As opções de antibióticos para erradicação incluem um curso de 10 dias de clindamicina, penicilina com rifampicina e amoxicilina/ácido clavulânico.2 De acordo com as diretrizes da Infectious Diseases Society of America, não há evidências confiáveis ​​que sugiram que os animais de estimação sejam reservatórios de GAS e, portanto, a cultura de animais de estimação não é recomendada.5

> Manifestações cutâneas

O impetigo é uma doença autolimitada, mas o tratamento pode encurtar o tempo de resolução e diminuir a propagação direta da infecção para outras pessoas. Para lesões localizadas, recomenda-se tratamento tópico como mupirocina ou pomada de retapamulina. Para lesões de impetigo mais extensas e para celulite e erisipela, o uso de antibióticos orais pode ser considerado. Uma cefalosporina de primeira geração, a cefalexina, é eficaz no tratamento de GAS e S. aureus suscetível à meticilina. Se a prevalência de S. aureus resistente à meticilina for alta na comunidade, pode-se prescrever clindamicina ou trimetoprim/sulfametoxazol.2, 6

>  Infecções invasivas

O tratamento da SSTS envolve o início de antibióticos de amplo espectro o mais rápido possível.

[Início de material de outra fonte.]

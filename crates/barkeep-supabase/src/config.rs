use serde::{Deserialize, Serialize};
use std::time::Duration;

use barkeep_api::ApiError;
use url::Url;

fn default_images_bucket() -> String {
    "images".to_string()
}

fn default_schema() -> String {
    "public".to_string()
}

fn default_request_timeout_secs() -> u64 {
    30
}

/// Connection settings for a Supabase project
#[derive(Clone, Debug, PartialEq, Serialize, Deserialize)]
pub struct SupabaseConfig {
    /// Project URL, e.g. `https://abcd.supabase.co`
    pub url: String,
    /// Public anon key, sent as `apikey` and bearer token
    pub anon_key: String,
    #[serde(default = "default_images_bucket")]
    pub images_bucket: String,
    #[serde(default = "default_schema")]
    pub schema: String,
    #[serde(default = "default_request_timeout_secs")]
    pub request_timeout_secs: u64,
}

impl SupabaseConfig {
    pub fn new(url: impl Into<String>, anon_key: impl Into<String>) -> Self {
        Self {
            url: url.into(),
            anon_key: anon_key.into(),
            images_bucket: default_images_bucket(),
            schema: default_schema(),
            request_timeout_secs: default_request_timeout_secs(),
        }
    }

    pub fn request_timeout(&self) -> Duration {
        Duration::from_secs(self.request_timeout_secs)
    }

    /// Project URL with a trailing slash, so relative joins keep its path.
    pub fn base_url(&self) -> Result<Url, ApiError> {
        let mut base = self.url.trim_end_matches('/').to_string();
        base.push('/');
        Url::parse(&base).map_err(|e| ApiError::InternalError {
            message: format!("invalid Supabase url `{}`: {}", self.url, e),
        })
    }

    /// Websocket endpoint of the Realtime service
    pub fn realtime_url(&self) -> Result<Url, ApiError> {
        let mut url = self
            .base_url()?
            .join("realtime/v1/websocket")
            .map_err(|e| ApiError::InternalError {
                message: e.to_string(),
            })?;
        let scheme = if url.scheme() == "http" { "ws" } else { "wss" };
        url.set_scheme(scheme).map_err(|_| ApiError::InternalError {
            message: format!("cannot use `{}` for a websocket", self.url),
        })?;
        url.query_pairs_mut()
            .append_pair("apikey", &self.anon_key)
            .append_pair("vsn", "1.0.0");
        Ok(url)
    }
}
//! Core traits for barkeep gateways and entities
//!
//! This crate provides:
//! - `TableGateway` / `ObjectStorage`: row and object access against a hosted backend
//! - `Gateway`: everything a view-model needs, including change notifications
//! - `Entity` / `Draft` / `HasStatus`: what a record type declares about itself

pub mod entity;
pub mod traits;
pub mod validation;

pub use entity::{Draft, Entity, HasStatus, ImageAttachment};
pub use traits::{Gateway, MaybeSendSync, ObjectStorage, Result, TableGateway};
pub use validation::{require, ValidationError};
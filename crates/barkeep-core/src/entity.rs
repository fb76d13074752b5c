//! What a record type declares about itself so a generic view-model can manage it.

use serde::de::DeserializeOwned;
use serde::{Deserialize, Serialize};
use std::fmt;

use barkeep_api::{ApiError, Row, RowId};

use crate::traits::MaybeSendSync;
use crate::validation::ValidationError;

/// A record mirrored from one backend table.
pub trait Entity: Clone + fmt::Debug + PartialEq + DeserializeOwned + MaybeSendSync + 'static {
    /// Backend table holding the records
    const TABLE: &'static str;
    /// Singular noun used in messages, e.g. "drink"
    const LABEL: &'static str;
    /// Capitalised singular noun, e.g. "Drink"
    const TITLE: &'static str;
    /// Plural noun used in messages, e.g. "drinks"
    const PLURAL: &'static str;

    /// Creation form state for this record
    type Draft: Draft;

    fn id(&self) -> RowId;

    /// Parse a raw row, failing with `MalformedRow` when columns are missing or mistyped.
    fn from_row(row: Row) -> Result<Self, ApiError> {
        serde_json::from_value(serde_json::Value::Object(row)).map_err(|e| {
            ApiError::MalformedRow {
                table: Self::TABLE.to_string(),
                message: e.to_string(),
            }
        })
    }
}

/// Form state for creating a record.
pub trait Draft: Default + Clone + fmt::Debug + MaybeSendSync {
    /// Build the row to insert. Required text is trimmed and must not be blank.
    ///
    /// `image_url` is the public URL of the uploaded attachment, if there was one.
    fn to_row(&self, image_url: Option<String>) -> Result<Row, ValidationError>;

    fn validate(&self) -> Result<(), ValidationError> {
        self.to_row(None).map(|_| ())
    }

    fn image(&self) -> Option<&ImageAttachment> {
        None
    }
}

/// Records with a status column that can be changed after creation.
pub trait HasStatus: Entity {
    /// New status, including any data that must accompany it
    type Status: Clone + fmt::Debug + MaybeSendSync;

    /// Error message when the status update fails
    const STATUS_FAILURE: &'static str;

    fn validate_status(_status: &Self::Status) -> Result<(), ValidationError> {
        Ok(())
    }

    /// Columns to send to the backend
    fn status_patch(status: &Self::Status) -> Row;

    /// This record with the status applied, other fields unchanged
    fn with_status(&self, status: Self::Status) -> Self;

    /// Success message for a status change
    fn status_message(status: &Self::Status) -> String;
}

/// An image picked for upload together with a draft.
#[derive(Clone, PartialEq, Eq, Serialize, Deserialize)]
pub struct ImageAttachment {
    pub file_name: String,
    pub bytes: Vec<u8>,
    pub content_type: Option<String>,
}

impl ImageAttachment {
    pub fn new(file_name: impl Into<String>, bytes: Vec<u8>) -> Self {
        Self {
            file_name: file_name.into(),
            bytes,
            content_type: None,
        }
    }

    pub fn with_content_type(mut self, content_type: impl Into<String>) -> Self {
        self.content_type = Some(content_type.into());
        self
    }

    /// Object name under which the image is stored: `<unix millis>-<file name>`.
    pub fn object_name(&self, unix_millis: i64) -> String {
        format!("{}-{}", unix_millis, self.file_name)
    }
}

impl fmt::Debug for ImageAttachment {
    fn fmt(&self, f: &mut fmt::Formatter<'_>) -> fmt::Result {
        f.debug_struct("ImageAttachment")
            .field("file_name", &self.file_name)
            .field("bytes", &self.bytes.len())
            .field("content_type", &self.content_type)
            .finish()
    }
}

#[cfg(test)]
mod tests {
    use super::*;
    use crate::validation::require;
    use serde_json::json;

    #[derive(Debug, Clone, PartialEq, Deserialize)]
    struct Shelf {
        id: RowId,
        name: String,
    }

    #[derive(Debug, Clone, Default)]
    struct ShelfDraft {
        name: String,
    }

    impl Draft for ShelfDraft {
        fn to_row(&self, _image_url: Option<String>) -> Result<Row, ValidationError> {
            let name = require(&self.name, "Name is required.")?;
            let mut row = Row::new();
            row.insert("name".into(), json!(name));
            Ok(row)
        }
    }

    impl Entity for Shelf {
        const TABLE: &'static str = "shelves";
        const LABEL: &'static str = "shelf";
        const TITLE: &'static str = "Shelf";
        const PLURAL: &'static str = "shelves";
        type Draft = ShelfDraft;

        fn id(&self) -> RowId {
            self.id
        }
    }

    #[test]
    fn rows_parse_into_records() {
        let row = json!({"id": 4, "name": "Top"}).as_object().cloned().unwrap();
        let shelf = Shelf::from_row(row).unwrap();
        assert_eq!(
            shelf,
            Shelf {
                id: RowId(4),
                name: "Top".into()
            }
        );
    }

    #[test]
    fn missing_column_is_a_malformed_row() {
        let row = json!({"id": 4}).as_object().cloned().unwrap();
        let err = Shelf::from_row(row).unwrap_err();
        assert!(matches!(err, ApiError::MalformedRow { ref table, .. } if table == "shelves"));
    }

    #[test]
    fn validate_uses_the_row_builder() {
        assert!(ShelfDraft::default().validate().is_err());
        assert!(ShelfDraft { name: " a ".into() }.validate().is_ok());
    }

    #[test]
    fn image_object_name_is_prefixed_with_millis() {
        let image = ImageAttachment::new("lime.png", vec![1, 2, 3]).with_content_type("image/png");
        assert_eq!(image.object_name(1700000000000), "1700000000000-lime.png");
        assert!(format!("{:?}", image).contains("bytes: 3"));
    }
}
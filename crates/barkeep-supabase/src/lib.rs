//! Supabase gateway
//!
//! Rows go through PostgREST, images through Storage, and change events arrive over
//! the Realtime websocket (Phoenix channels, one socket per subscription).

pub mod client;
pub mod config;
pub mod realtime;

pub use client::SupabaseClient;
pub use config::SupabaseConfig;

Uma vez confirmada a SSTS, deve-se administrar penicilina ou ampicilina combinada com clindamicina (para inibir a produção de toxinas). A clindamicina não deve ser usada isoladamente em infecções potencialmente fatais devido à resistência potencial. Em 2017, 22% dos casos invasivos de GAS isolados do sistema de vigilância bacteriana ativa do CDC nos Estados Unidos eram resistentes à clindamicina. O desbridamento cirúrgico pode ser necessário para infecções de tecidos profundos. O tratamento da fascite necrosante envolve o desbridamento cirúrgico precoce e agressivo do tecido necrótico, juntamente com antibioticoterapia parenteral de amplo espectro. A imunoglobulina intravenosa pode ser considerada em casos graves de SSTS e fascite necrosante, embora sua eficácia não tenha sido comprovada.2, 6, 9

>  Complicações não supurativas

O tratamento da IRA inclui a erradicação do GAS com um regime padrão de faringite e o tratamento de manifestações agudas, como artrite ou insuficiência cardíaca associada à valvulite. Os pacientes também iniciam profilaxia secundária para prevenir infecções subsequentes por GAS. Os regimes profiláticos incluem penicilina G benzatina intramuscular uma vez por mês ou penicilina oral diária. Em pacientes alérgicos à penicilina, geralmente é utilizado um macrolídeo. 8 O tratamento típico da PEGN é de suporte, mas também pode incluir medicamentos anti-hipertensivos, restrições de sódio e líquidos, corticosteroides e, em casos graves, diálise. Se a infecção por GAS ainda estiver presente no momento do diagnóstico de PEGN, devem ser prescritos antibióticos apropriados.

Conclusão

O estreptococo do grupo A (GAS) produz diferentes manifestações clínicas, desde faringite leve, impetigo, celulite e erisipela até doenças invasivas mais graves, como sepse, síndrome do choque tóxico estreptocócico e fasceíte necrosante aguda. O GAS também está associado a complicações não supurativas, como febre reumática aguda e glomerulonefrite pós-estreptocócica. Desta maneira, deve ser constantemente estudado e avaliado com novas opções terapêuticas.